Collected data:
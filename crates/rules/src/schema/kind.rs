//! Document kind enum for two-pass deserialization dispatch.

use serde::{Deserialize, Serialize};
use std::fmt;
use std::str::FromStr;

#[derive(Debug, Clone, Copy, PartialEq, Eq, Hash, Serialize, Deserialize)]
pub enum DocumentKind {
    Scenario,
    DataModel,
}

impl fmt::Display for DocumentKind {
    fn fmt(&self, f: &mut fmt::Formatter<'_>) -> fmt::Result {
        match self {
            DocumentKind::Scenario => write!(f, "Scenario"),
            DocumentKind::DataModel => write!(f, "DataModel"),
        }
    }
}

impl FromStr for DocumentKind {
    type Err = String;

    fn from_str(s: &str) -> std::result::Result<Self, Self::Err> {
        match s {
            "Scenario" => Ok(DocumentKind::Scenario),
            "DataModel" => Ok(DocumentKind::DataModel),
            other => Err(format!("unknown document kind: '{}'", other)),
        }
    }
}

Directions for this task: Find "impl FromStr for" in the records above. Repeat its line and every later line exactly, through the last one.

Solution to this exercise:
impl FromStr for DocumentKind {
    type Err = String;

    fn from_str(s: &str) -> std::result::Result<Self, Self::Err> {
        match s {
            "Scenario" => Ok(DocumentKind::Scenario),
            "DataModel" => Ok(DocumentKind::DataModel),
            other => Err(format!("unknown document kind: '{}'", other)),
        }
    }
}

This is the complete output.